> [Work instruction]
Search the listing for the string "const". Copy every line that has it.

> [Dataset records]
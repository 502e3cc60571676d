//! Identity Toolkit REST client (email/password accounts).

use anyhow::Result;
use async_trait::async_trait;
use reqwest::{Client, RequestBuilder};
use serde::de::DeserializeOwned;
use serde::{Deserialize, Serialize};

use crate::error::AuthError;
use crate::http::build_client;
use crate::session::AuthSession;
use crate::traits::AuthService;

const IDENTITY_TOOLKIT_API: &str = "https://identitytoolkit.googleapis.com/v1";
const SECURE_TOKEN_API: &str = "https://securetoken.googleapis.com/v1";

#[derive(Debug, Serialize)]
#[serde(rename_all = "camelCase")]
struct PasswordRequest<'a> {
    email: &'a str,
    password: &'a str,
    return_secure_token: bool,
}

#[derive(Debug, Serialize)]
#[serde(rename_all = "camelCase")]
struct OobCodeRequest<'a> {
    request_type: &'static str,
    email: &'a str,
}

#[derive(Debug, Deserialize)]
#[serde(rename_all = "camelCase")]
struct TokenResponse {
    id_token: String,
    local_id: String,
    #[serde(default)]
    email: Option<String>,
    #[serde(default)]
    refresh_token: String,
}

#[derive(Debug, Serialize)]
struct RefreshRequest<'a> {
    grant_type: &'static str,
    refresh_token: &'a str,
}

/// The token endpoint answers in snake case, unlike the accounts API
#[derive(Debug, Deserialize)]
struct RefreshResponse {
    id_token: String,
    refresh_token: String,
    user_id: String,
}

#[derive(Debug, Deserialize)]
struct ErrorEnvelope {
    error: ErrorBody,
}

#[derive(Debug, Deserialize)]
struct ErrorBody {
    message: String,
}

/// Firebase Authentication client using the project's web API key
pub struct FirebaseAuthClient {
    client: Client,
    api_key: String,
    api_base: String,
    token_base: String,
}

impl FirebaseAuthClient {
    /// # Errors
    /// Returns an error if the HTTP client cannot be created
    pub fn new(api_key: String) -> Result<Self> {
        let mut client = Self::with_base_url(api_key, IDENTITY_TOOLKIT_API)?;
        client.token_base = SECURE_TOKEN_API.to_string();
        Ok(client)
    }

    /// Create a client against a custom endpoint (auth emulator); the token
    /// endpoint is served from the same root
    ///
    /// # Errors
    /// Returns an error if the HTTP client cannot be created
    pub fn with_base_url(api_key: String, api_base: &str) -> Result<Self> {
        let api_base = api_base.trim_end_matches('/').to_string();
        Ok(Self {
            client: build_client()?,
            api_key,
            token_base: api_base.clone(),
            api_base,
        })
    }

    async fn call<B, T>(&self, endpoint: &str, body: &B) -> Result<T, AuthError>
    where
        B: Serialize + Sync,
        T: DeserializeOwned,
    {
        let request = self
            .client
            .post(format!("{}/accounts:{endpoint}", self.api_base))
            .json(body);
        self.send(endpoint, request).await
    }

    async fn send<T: DeserializeOwned>(
        &self,
        endpoint: &str,
        request: RequestBuilder,
    ) -> Result<T, AuthError> {
        let response = request
            .query(&[("key", self.api_key.as_str())])
            .send()
            .await
            .map_err(|e| {
                log::warn!("Identity service unreachable ({endpoint}): {e}");
                AuthError::UnknownError
            })?;

        if !response.status().is_success() {
            let status = response.status();
            let code = response
                .json::<ErrorEnvelope>()
                .await
                .map(|envelope| envelope.error.message)
                .unwrap_or_default();
            log::warn!("Identity service rejected {endpoint} ({status}): {code}");
            return Err(AuthError::from_code(&code));
        }

        response.json::<T>().await.map_err(|e| {
            log::warn!("Unexpected identity service response ({endpoint}): {e}");
            AuthError::UnknownError
        })
    }

    async fn password_flow(
        &self,
        endpoint: &str,
        email: &str,
        password: &str,
    ) -> Result<AuthSession, AuthError> {
        let request = PasswordRequest {
            email,
            password,
            return_secure_token: true,
        };
        let token: TokenResponse = self.call(endpoint, &request).await?;

        Ok(AuthSession {
            uid: token.local_id,
            email: token.email.unwrap_or_else(|| email.to_string()),
            id_token: token.id_token,
            refresh_token: token.refresh_token,
        })
    }
}

#[async_trait]
impl AuthService for FirebaseAuthClient {
    async fn sign_in(&self, email: &str, password: &str) -> Result<AuthSession, AuthError> {
        self.password_flow("signInWithPassword", email, password).await
    }

    async fn sign_up(&self, email: &str, password: &str) -> Result<AuthSession, AuthError> {
        self.password_flow("signUp", email, password).await
    }

    async fn send_password_reset(&self, email: &str) -> Result<(), AuthError> {
        let request = OobCodeRequest {
            request_type: "PASSWORD_RESET",
            email,
        };
        let _: serde_json::Value = self.call("sendOobCode", &request).await?;
        Ok(())
    }

    async fn refresh_session(&self, session: &AuthSession) -> Result<AuthSession, AuthError> {
        let form = RefreshRequest {
            grant_type: "refresh_token",
            refresh_token: &session.refresh_token,
        };
        let request = self
            .client
            .post(format!("{}/token", self.token_base))
            .form(&form);
        let token: RefreshResponse = self.send("token", request).await?;
        log::info!("Refreshed ID token for {}", session.email);

        Ok(AuthSession {
            uid: token.user_id,
            email: session.email.clone(),
            id_token: token.id_token,
            refresh_token: token.refresh_token,
        })
    }
}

> [Written solution]
const IDENTITY_TOOLKIT_API: &str = "https://identitytoolkit.googleapis.com/v1";
const SECURE_TOKEN_API: &str = "https://securetoken.googleapis.com/v1";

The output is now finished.